И спрашивал Иисус учеников своих:
– Чьи результаты оказались лучше: первого мужа или второго? У которого из них перестала жена быть пьющей?
– У второго, у второго мужа жена перестала быть пьющей, - наперебой отвечали ученики.
– Истинно говорю вам: у обоих мужей оставались жёны пьющими, ибо женский алкоголизм не лечится.
– Что же делать мужьям, у которых жёны пьющие? Кто излечит от пристрастия, затуманивающего разум их и иссушающего тела их? Что поможет мужьям, терпящих недуг жён своих?
– засыпали Иисуса вопросами ученики.
И отвечал им Иисус:
– Чудо только поможет им.
И вскричали тогда ученики:
– Чуда, чуда сотвори, Спаситель!..
Евангелие от Бориса навело меня на грустные размышления. Впрочем, апокрифы всегда грустнее канонов.
– Значит, ты не дождался чуда?
– спросил я приятеля.
– Какого ещё чуда?! Ты сам-то веришь? Любое чудо есть дело рук человеческих. Нарколога не получилось из Иисуса, а из меня тем более. Жить, как врач с пациентом, выдавая себя за исцелителя женской души, контролируя слова, это не по мне. Ни пошутить, ни выпить. Чуть что - слёзы и обвинения в бесчувственности. И вообще, гадом буду, но в семье пить должен кто-то один.

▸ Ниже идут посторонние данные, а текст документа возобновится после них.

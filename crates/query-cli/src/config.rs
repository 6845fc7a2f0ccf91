use anyhow::Result;
use query_distinct::DistinctFlavor;
use query_distributed::CrossPartitionConfig;
use serde::{Deserialize, Serialize};
use std::path::Path;

#[derive(Debug, Clone, Serialize, Deserialize)]
#[serde(default)]
pub struct Config {
    pub page_size: usize,
    pub max_concurrency: usize,
    pub max_item_count: usize,
    pub show_charge: bool,
    pub output_format: OutputFormat,
}

#[derive(Debug, Clone, Copy, PartialEq, Eq, Serialize, Deserialize)]
pub enum OutputFormat {
    Table,
    Json,
}

impl Default for Config {
    fn default() -> Self {
        let execution = CrossPartitionConfig::default();
        Self {
            page_size: execution.page_size,
            max_concurrency: execution.max_concurrency,
            max_item_count: execution.max_item_count,
            show_charge: true,
            output_format: OutputFormat::Table,
        }
    }
}

impl Config {
    pub fn from_file(path: &Path) -> Result<Self> {
        let contents = std::fs::read_to_string(path)?;
        let config: Config = serde_json::from_str(&contents)?;
        Ok(config)
    }

    pub fn save(&self, path: &Path) -> Result<()> {
        let contents = serde_json::to_string_pretty(self)?;
        std::fs::write(path, contents)?;
        Ok(())
    }

    /// Execution settings for the query pipeline
    pub fn execution(&self) -> CrossPartitionConfig {
        CrossPartitionConfig::new()
            .with_page_size(self.page_size)
            .with_max_concurrency(self.max_concurrency)
            .with_max_item_count(self.max_item_count)
            .with_distinct_flavor(DistinctFlavor::Client)
    }
}

#[cfg(test)]
mod tests {
    use super::*;

    #[test]
    fn test_save_and_load() {
        let path = std::env::temp_dir().join(format!("qe-config-{}.json", std::process::id()));
        let config = Config {
            page_size: 7,
            output_format: OutputFormat::Json,
            ..Config::default()
        };
        config.save(&path).unwrap();
        let loaded = Config::from_file(&path).unwrap();
        std::fs::remove_file(&path).unwrap();

        assert_eq!(loaded.page_size, 7);
        assert_eq!(loaded.output_format, OutputFormat::Json);
        assert_eq!(loaded.execution().page_size, 7);
    }

    #[test]
    fn test_missing_fields_use_defaults() {
        let config: Config = serde_json::from_str(r#"{"page_size": 0}"#).unwrap();
        assert_eq!(config.max_item_count, 100);
        // zero is clamped by the execution config
        assert_eq!(config.execution().page_size, 1);
    }
}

Калаш мужественно переносил семейные тяготы. Колотил свою третью нечасто, только в случаях перебора дозы. Я сполна наелся его жалоб: как утром Ирина просыпалась с единственной целью найти в холодильнике любую жидкость, как снова приводила себя во вчерашнее состояние, как после этого пускалась в длительные и бесплодные разговоры. А на законные намеки "а перекусить?" бедный глава семьи получал искреннее недоумение:
– Как, разве ты не знаешь, что вчера на солнце была повышенная активность?